French biotechnology company

Orphalan S.A. is an orphan drug development and commercialization company headquartered in Paris, France. It specializes in the development of treatments for patients with Rare diseases.

Its trientine tetrahydrochloride (盐酸曲恩汀) product, (branded as Cuprior in the EU and some key markets, Cuvrior in the USA and 科佩欧 (Ke Pei Ou) in China) is a treatment for Wilson's disease, which is available in over 30 countries.

== History ==
Orphalan S.A. was founded in 2011. In March 2016, trientine tetrahydrochloride (brand name Cuvrior in the USA) was granted orphan drug designation in the USA by the Food and Drug Administration (FDA) for the indication: treatment of Wilson's disease excluding patients intolerant to penicillamine.

In September 2017, the European Medicines Agency (EMA) granted marketing authorization for trientine tetrahydrochloride (brand name Cuprior) for the treatment of Wilson's disease in adults, adolescents and children ≥5 years intolerant to D-penicillamine therapy.
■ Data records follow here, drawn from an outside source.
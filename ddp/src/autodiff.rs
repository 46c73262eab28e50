//! Forward-mode automatic differentiation of user models with `num-dual`.
//!
//! Models are written once, generic over `T: DualNum<f64>`, and the
//! wrappers here turn them into problem terms: [`Dual64`] seeds give
//! Jacobians, [`HyperDual64`] seeds give exact Hessians.

use named_vec_ops::NamedVecOps;
use num_dual::{Dual64, DualNum, HyperDual64};
use nalgebra::SVector;

use crate::approximation::{ScalarFunctionQuadraticApproximation, VectorFunctionLinearApproximation};
use crate::problem::{StateInputConstraint, StateInputCost, SystemDynamics, TargetTrajectories};
use crate::{Matrix, Scalar, Vector};

/// `ẋ = f(t, x, u)` written for any dual number type.
pub trait DifferentiableFlowMap: Send + Sync {
    fn state_dim(&self) -> usize;
    fn input_dim(&self) -> usize;
    fn flow_map<T: DualNum<f64> + Copy>(&self, time: Scalar, state: &[T], input: &[T]) -> Vec<T>;
}

/// `L(t, x, u)` with the target state and input passed in.
pub trait DifferentiableCost: Send + Sync {
    fn cost<T: DualNum<f64> + Copy>(
        &self,
        time: Scalar,
        state: &[T],
        input: &[T],
        desired_state: &[Scalar],
        desired_input: &[Scalar],
    ) -> T;
}

/// `g(t, x, u)` written for any dual number type.
pub trait DifferentiableConstraint: Send + Sync {
    fn num_constraints(&self, time: Scalar) -> usize;
    fn constraint<T: DualNum<f64> + Copy>(&self, time: Scalar, state: &[T], input: &[T]) -> Vec<T>;
}

fn to_dual(values: &[Scalar]) -> Vec<Dual64> {
    values.iter().map(|&v| Dual64::from(v)).collect()
}

/// Value and Jacobians of `f` at `(x, u)`, one directional pass per variable.
pub fn jacobians<F>(f: F, x: &[Scalar], u: &[Scalar]) -> VectorFunctionLinearApproximation
where
    F: Fn(&[Dual64], &[Dual64]) -> Vec<Dual64>,
{
    let x_dual = to_dual(x);
    let u_dual = to_dual(u);

    let value: Vec<Scalar> = f(&x_dual, &u_dual).iter().map(|v| v.re).collect();
    let rows = value.len();
    let mut dfdx = Matrix::zeros(rows, x.len());
    let mut dfdu = Matrix::zeros(rows, u.len());

    for i in 0..x.len() {
        let mut perturbed = x_dual.clone();
        perturbed[i].eps = 1.0;
        for (j, d) in f(&perturbed, &u_dual).iter().enumerate() {
            dfdx[(j, i)] = d.eps;
        }
    }

    for i in 0..u.len() {
        let mut perturbed = u_dual.clone();
        perturbed[i].eps = 1.0;
        for (j, d) in f(&x_dual, &perturbed).iter().enumerate() {
            dfdu[(j, i)] = d.eps;
        }
    }

    VectorFunctionLinearApproximation {
        f: Vector::from_vec(value),
        dfdx,
        dfdu,
    }
}

/// Value, gradient and Hessian of the scalar function `f` at `(x, u)`.
pub fn quadratic_approximation<F>(f: F, x: &[Scalar], u: &[Scalar]) -> ScalarFunctionQuadraticApproximation
where
    F: Fn(&[HyperDual64], &[HyperDual64]) -> HyperDual64,
{
    let n = x.len();
    let m = u.len();
    let z: Vec<Scalar> = x.iter().chain(u.iter()).copied().collect();
    let dim = n + m;

    let eval = |i: usize, j: usize| {
        let seeded: Vec<HyperDual64> = z
            .iter()
            .enumerate()
            .map(|(k, &v)| {
                let eps1 = if k == i { 1.0 } else { 0.0 };
                let eps2 = if k == j { 1.0 } else { 0.0 };
                HyperDual64::new(v, eps1, eps2, 0.0)
            })
            .collect();
        f(&seeded[..n], &seeded[n..])
    };

    let mut value = 0.0;
    let mut gradient = Vector::zeros(dim);
    let mut hessian = Matrix::zeros(dim, dim);
    for i in 0..dim {
        for j in i..dim {
            let result = eval(i, j);
            hessian[(i, j)] = result.eps1eps2;
            hessian[(j, i)] = result.eps1eps2;
            if i == j {
                gradient[i] = result.eps1;
                value = result.re;
            }
        }
    }
    if dim == 0 {
        value = eval(usize::MAX, usize::MAX).re;
    }

    ScalarFunctionQuadraticApproximation {
        f: value,
        dfdx: gradient.rows(0, n).into_owned(),
        dfdu: gradient.rows(n, m).into_owned(),
        dfdxx: hessian.view((0, 0), (n, n)).into_owned(),
        dfduu: hessian.view((n, n), (m, m)).into_owned(),
        dfdux: hessian.view((n, 0), (m, n)).into_owned(),
    }
}

/// System dynamics differentiated automatically.
pub struct AutoDiffDynamics<F> {
    model: F,
}

impl<F: DifferentiableFlowMap> AutoDiffDynamics<F> {
    pub fn new(model: F) -> Self {
        Self { model }
    }
}

impl<F: DifferentiableFlowMap> SystemDynamics for AutoDiffDynamics<F> {
    fn state_dim(&self) -> usize {
        self.model.state_dim()
    }

    fn input_dim(&self) -> usize {
        self.model.input_dim()
    }

    fn flow_map(&self, time: Scalar, state: &Vector, input: &Vector) -> Vector {
        Vector::from_vec(self.model.flow_map(time, state.as_slice(), input.as_slice()))
    }

    fn linear_approximation(&self, time: Scalar, state: &Vector, input: &Vector) -> VectorFunctionLinearApproximation {
        jacobians(|x, u| self.model.flow_map(time, x, u), state.as_slice(), input.as_slice())
    }
}

/// Running cost with exact Hessians.
pub struct AutoDiffCost<C> {
    model: C,
}

impl<C: DifferentiableCost> AutoDiffCost<C> {
    pub fn new(model: C) -> Self {
        Self { model }
    }
}

impl<C: DifferentiableCost> StateInputCost for AutoDiffCost<C> {
    fn value(&self, time: Scalar, state: &Vector, input: &Vector, target: &TargetTrajectories) -> Scalar {
        let xd = target.desired_state(time);
        let ud = target.desired_input(time);
        self.model
            .cost(time, state.as_slice(), input.as_slice(), xd.as_slice(), ud.as_slice())
    }

    fn quadratic_approximation(
        &self,
        time: Scalar,
        state: &Vector,
        input: &Vector,
        target: &TargetTrajectories,
    ) -> ScalarFunctionQuadraticApproximation {
        let xd = target.desired_state(time);
        let ud = target.desired_input(time);
        quadratic_approximation(
            |x, u| self.model.cost(time, x, u, xd.as_slice(), ud.as_slice()),
            state.as_slice(),
            input.as_slice(),
        )
    }
}

/// State-input constraint differentiated automatically.
pub struct AutoDiffConstraint<G> {
    model: G,
}

impl<G: DifferentiableConstraint> AutoDiffConstraint<G> {
    pub fn new(model: G) -> Self {
        Self { model }
    }
}

impl<G: DifferentiableConstraint> StateInputConstraint for AutoDiffConstraint<G> {
    fn num_constraints(&self, time: Scalar) -> usize {
        self.model.num_constraints(time)
    }

    fn value(&self, time: Scalar, state: &Vector, input: &Vector) -> Vector {
        Vector::from_vec(self.model.constraint(time, state.as_slice(), input.as_slice()))
    }

    fn linear_approximation(&self, time: Scalar, state: &Vector, input: &Vector) -> VectorFunctionLinearApproximation {
        jacobians(|x, u| self.model.constraint(time, x, u), state.as_slice(), input.as_slice())
    }
}

/// Linearizes a model written on named state and input structs.
///
/// `dynamics_f` is evaluated on the dual number versions `XDT`/`UDT` of the
/// state and input types; `params` is passed through untouched.
pub fn linearize_named<F, XDT, UDT, XT, UT, PT, const XN: usize, const UN: usize>(
    dynamics_f: F,
    x: &XT,
    u: &UT,
    params: &PT,
) -> VectorFunctionLinearApproximation
where
    XDT: NamedVecOps<Dual64, XN>,
    UDT: NamedVecOps<Dual64, UN>,
    XT: NamedVecOps<f64, XN>,
    UT: NamedVecOps<f64, UN>,
    F: Fn(&XDT, &UDT, &PT) -> XDT,
{
    let x_dual_svec: SVector<Dual64, XN> = x.to_svector().map(Dual64::from);
    let u_dual_svec: SVector<Dual64, UN> = u.to_svector().map(Dual64::from);

    let x_dual = XDT::from_svector(&x_dual_svec);
    let u_dual = UDT::from_svector(&u_dual_svec);

    let make_perturbed_dual_x = |i: usize| {
        let mut perturbed = x_dual_svec;
        perturbed[i].eps = 1.0;
        XDT::from_svector(&perturbed)
    };

    let make_perturbed_dual_u = |i: usize| {
        let mut perturbed = u_dual_svec;
        perturbed[i].eps = 1.0;
        UDT::from_svector(&perturbed)
    };

    let value = dynamics_f(&x_dual, &u_dual, params).to_svector();
    let mut a = Matrix::zeros(XN, XN);
    let mut b = Matrix::zeros(XN, UN);

    for i in 0..XN {
        let dfds = dynamics_f(&make_perturbed_dual_x(i), &u_dual, params).to_svector();
        for j in 0..XN {
            a[(j, i)] = dfds[j].eps;
        }
    }

    for i in 0..UN {
        let dfdc = dynamics_f(&x_dual, &make_perturbed_dual_u(i), params).to_svector();
        for j in 0..XN {
            b[(j, i)] = dfdc[j].eps;
        }
    }

    VectorFunctionLinearApproximation {
        f: Vector::from_iterator(XN, value.iter().map(|v| v.re)),
        dfdx: a,
        dfdu: b,
    }
}
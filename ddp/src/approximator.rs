use std::sync::Arc;

use tracing::warn;

use crate::approximation::ScalarFunctionQuadraticApproximation;
use crate::error::{Checked, DdpError, DdpResult, NumericalIssue};
use crate::model_data::{min_eigenvalue, ModelData};
use crate::problem::cost::add_state_cost;
use crate::problem::OptimalControlProblem;
use crate::{Scalar, Vector};

/// Builds the LQ model of the problem at one time sample.
///
/// Cheap to clone; solvers keep one per worker.
#[derive(Clone)]
pub struct LinearQuadraticApproximator {
    problem: Arc<OptimalControlProblem>,
    check_numerical_characteristics: bool,
}

impl LinearQuadraticApproximator {
    pub fn new(problem: Arc<OptimalControlProblem>, check_numerical_characteristics: bool) -> Self {
        Self {
            problem,
            check_numerical_characteristics,
        }
    }

    pub fn problem(&self) -> &OptimalControlProblem {
        &self.problem
    }

    /// Dynamics, constraints and cost.
    pub fn approximate_lq_problem(&self, time: Scalar, state: &Vector, input: &Vector) -> DdpResult<Checked<ModelData>> {
        let mut data = ModelData::new(time, state.len(), input.len());
        let mut issues = Vec::new();
        self.approximate_dynamics(time, state, input, &mut data, &mut issues);
        self.approximate_constraints(time, state, input, &mut data, &mut issues)?;
        self.approximate_cost(time, state, input, &mut data, &mut issues);
        Ok(Checked::with_issues(data, issues))
    }

    /// Dynamics and cost, hard constraints left out.
    pub fn approximate_unconstrained_lq_problem(
        &self,
        time: Scalar,
        state: &Vector,
        input: &Vector,
    ) -> DdpResult<Checked<ModelData>> {
        let mut data = ModelData::new(time, state.len(), input.len());
        let mut issues = Vec::new();
        self.approximate_dynamics(time, state, input, &mut data, &mut issues);
        self.approximate_cost(time, state, input, &mut data, &mut issues);
        Ok(Checked::with_issues(data, issues))
    }

    /// Jump map, pre-jump state-only constraints and pre-jump cost.
    pub fn approximate_lq_problem_at_event_time(
        &self,
        time: Scalar,
        state: &Vector,
        input: &Vector,
    ) -> DdpResult<Checked<ModelData>> {
        let problem = &self.problem;
        let target = &problem.target_trajectories;
        let mut data = ModelData::new(time, state.len(), input.len());

        data.dynamics = problem.dynamics.jump_map_linear_approximation(time, state, input);
        data.state_eq_constr = problem.pre_jump_equality_constraint.linear_approximation(time, state);
        data.cost = ScalarFunctionQuadraticApproximation::zero(state.len(), input.len());
        add_state_cost(&mut data.cost, &problem.pre_jump_cost.quadratic_approximation(time, state, target));

        let mut issues = Vec::new();
        if self.check_numerical_characteristics {
            if let Err(issue) = data.check_dynamics_properties() {
                warn!(time, state = ?state.as_slice(), "{issue}\nG: {}", data.dynamics.dfdx);
                issues.push(issue);
            }
        }
        Ok(Checked::with_issues(data, issues))
    }

    /// Final state-only constraints and final cost.
    pub fn approximate_lq_problem_at_final_time(&self, time: Scalar, state: &Vector) -> DdpResult<Checked<ModelData>> {
        let problem = &self.problem;
        let input_dim = problem.input_dim();
        let mut data = ModelData::new(time, state.len(), input_dim);

        data.state_eq_constr = problem.final_equality_constraint.linear_approximation(time, state);
        data.cost = ScalarFunctionQuadraticApproximation::zero(state.len(), input_dim);
        add_state_cost(
            &mut data.cost,
            &problem.final_cost.quadratic_approximation(time, state, &problem.target_trajectories),
        );
        Ok(Checked::clean(data))
    }

    fn approximate_dynamics(
        &self,
        time: Scalar,
        state: &Vector,
        input: &Vector,
        data: &mut ModelData,
        issues: &mut Vec<NumericalIssue>,
    ) {
        let dynamics = &self.problem.dynamics;
        data.dynamics = dynamics.linear_approximation(time, state, input);
        data.dynamics_covariance = dynamics.dynamics_covariance(time, state, input);

        if self.check_numerical_characteristics {
            if let Err(issue) = data.check_dynamics_properties() {
                warn!(
                    time,
                    state = ?state.as_slice(),
                    input = ?input.as_slice(),
                    "{issue}\nAm: {}\nBm: {}",
                    data.dynamics.dfdx,
                    data.dynamics.dfdu,
                );
                issues.push(issue);
            }
        }
    }

    fn approximate_constraints(
        &self,
        time: Scalar,
        state: &Vector,
        input: &Vector,
        data: &mut ModelData,
        issues: &mut Vec<NumericalIssue>,
    ) -> DdpResult<()> {
        let problem = &self.problem;

        data.state_input_eq_constr = problem.equality_constraint.linear_approximation(time, state, input);
        if data.state_input_eq_constr.rows() > input.len() {
            return Err(DdpError::TooManyConstraints {
                kind: "state-input",
                active: data.state_input_eq_constr.rows(),
                input_dim: input.len(),
            });
        }

        data.state_eq_constr = problem.state_equality_constraint.linear_approximation(time, state);
        if data.state_eq_constr.rows() > input.len() {
            return Err(DdpError::TooManyConstraints {
                kind: "state-only",
                active: data.state_eq_constr.rows(),
                input_dim: input.len(),
            });
        }

        data.ineq_constr = problem.inequality_constraint.quadratic_approximation(time, state, input);

        if self.check_numerical_characteristics {
            if let Err(issue) = data.check_constraint_properties() {
                warn!(
                    time,
                    state = ?state.as_slice(),
                    input = ?input.as_slice(),
                    "{issue}\nEv: {}\nCm: {}\nDm: {}\nHv: {}\nFm: {}",
                    data.state_input_eq_constr.f.transpose(),
                    data.state_input_eq_constr.dfdx,
                    data.state_input_eq_constr.dfdu,
                    data.state_eq_constr.f.transpose(),
                    data.state_eq_constr.dfdx,
                );
                issues.push(issue);
            }
        }
        Ok(())
    }

    fn approximate_cost(
        &self,
        time: Scalar,
        state: &Vector,
        input: &Vector,
        data: &mut ModelData,
        issues: &mut Vec<NumericalIssue>,
    ) {
        let problem = &self.problem;
        let target = &problem.target_trajectories;

        data.cost = problem.cost.quadratic_approximation(time, state, input, target);
        add_state_cost(&mut data.cost, &problem.state_cost.quadratic_approximation(time, state, target));

        if self.check_numerical_characteristics {
            if let Err(issue) = data.check_cost_properties() {
                let cost = &data.cost;
                warn!(
                    time,
                    state = ?state.as_slice(),
                    input = ?input.as_slice(),
                    q = cost.f,
                    min_eigenvalue_qm = min_eigenvalue(&cost.dfdxx),
                    min_eigenvalue_rm = min_eigenvalue(&cost.dfduu),
                    "{issue}\nQv: {}\nQm: {}\nRv: {}\nRm: {}\nPm: {}",
                    cost.dfdx.transpose(),
                    cost.dfdxx,
                    cost.dfdu.transpose(),
                    cost.dfduu,
                    cost.dfdux,
                );
                issues.push(issue);
            }
        }
    }
}
impl PartitionData {
    fn new(start: Scalar, end: Scalar, event_times: Vec<Scalar>, controller: LinearController) -> Self {
        Self {
            start,
            end,
            event_times,
            nominal: RolloutTrajectory::default(),
            controller_update: controller.clone(),
            controller,
            model_data: Vec::new(),
            event_model_data: Vec::new(),
            projected_model_data: Vec::new(),
            riccati_modifications: Vec::new(),
            value_function: ValueFunctionTrajectory::default(),
        }
    }
}

/// State shared by the DDP variants.
pub struct DdpCore {
    pub(crate) settings: Settings,
    pub(crate) problem: Arc<OptimalControlProblem>,
    pub(crate) thread_pool: ThreadPool,
    pub(crate) approximators: Vec<LinearQuadraticApproximator>,
    pub(crate) line_search: LineSearch,
    pub(crate) rollout: TimeTriggeredRollout,
    pub(crate) mode_schedule: ModeSchedule,

    pub(crate) init_state: Vector,
    pub(crate) partitions: Vec<PartitionData>,
    pub(crate) final_model: ModelData,

    pub(crate) penalty: Scalar,
    pub(crate) performance: PerformanceIndex,
    pub(crate) performance_history: Vec<PerformanceIndex>,
    pub(crate) num_iterations: usize,
    pub(crate) num_numerical_issues: usize,
}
In October 2017, Naseem Amin joined Orphalan as Chief Executive Officer.

In 2019, trientine tetrahydrochloride was launched commercially in the EU

In 2021, the International Wilson Disease (iWD) Registry was established (a centralized database that is sponsored and managed by Orphalan SA). This includes health data from consenting people with Wilson's disease from various countries around the world.

In April 2022, trientine tetrahydrochloride (brand name Cuvrior in the USA) was approved by the FDA and granted Orphan Drug Exclusivity (ODE). as a copper chelator indicated for the treatment of adult patients with stable Wilson's disease who are de-coppered and tolerant to penicillamine, based on results from the CHELATE trial

In September 2022, results from the CHELATE trial were published in The Lancet Gastroenterology & Hepatology.

In November 2022, Shahzad Malik was appointed Chairman of the Orphalan Board.

In April 2023, trientine tetrahydrochloride was launched commercially in the USA.

In December 2023, China's National Medical Products Administration (NMPA) approved trientine tetrahydrochloride (盐酸曲恩汀, brand name 科佩欧) for the treatment of Wilson's disease in adults, adolescents and children ≥5 years intolerant to D-penicillamine therapy.

In March 2025, trientine tetrahydrochloride was launched commercially in China.

== Products ==
Trientine tetrahydrochloride, a copper-chelating agent for the treatment of Wilson's disease.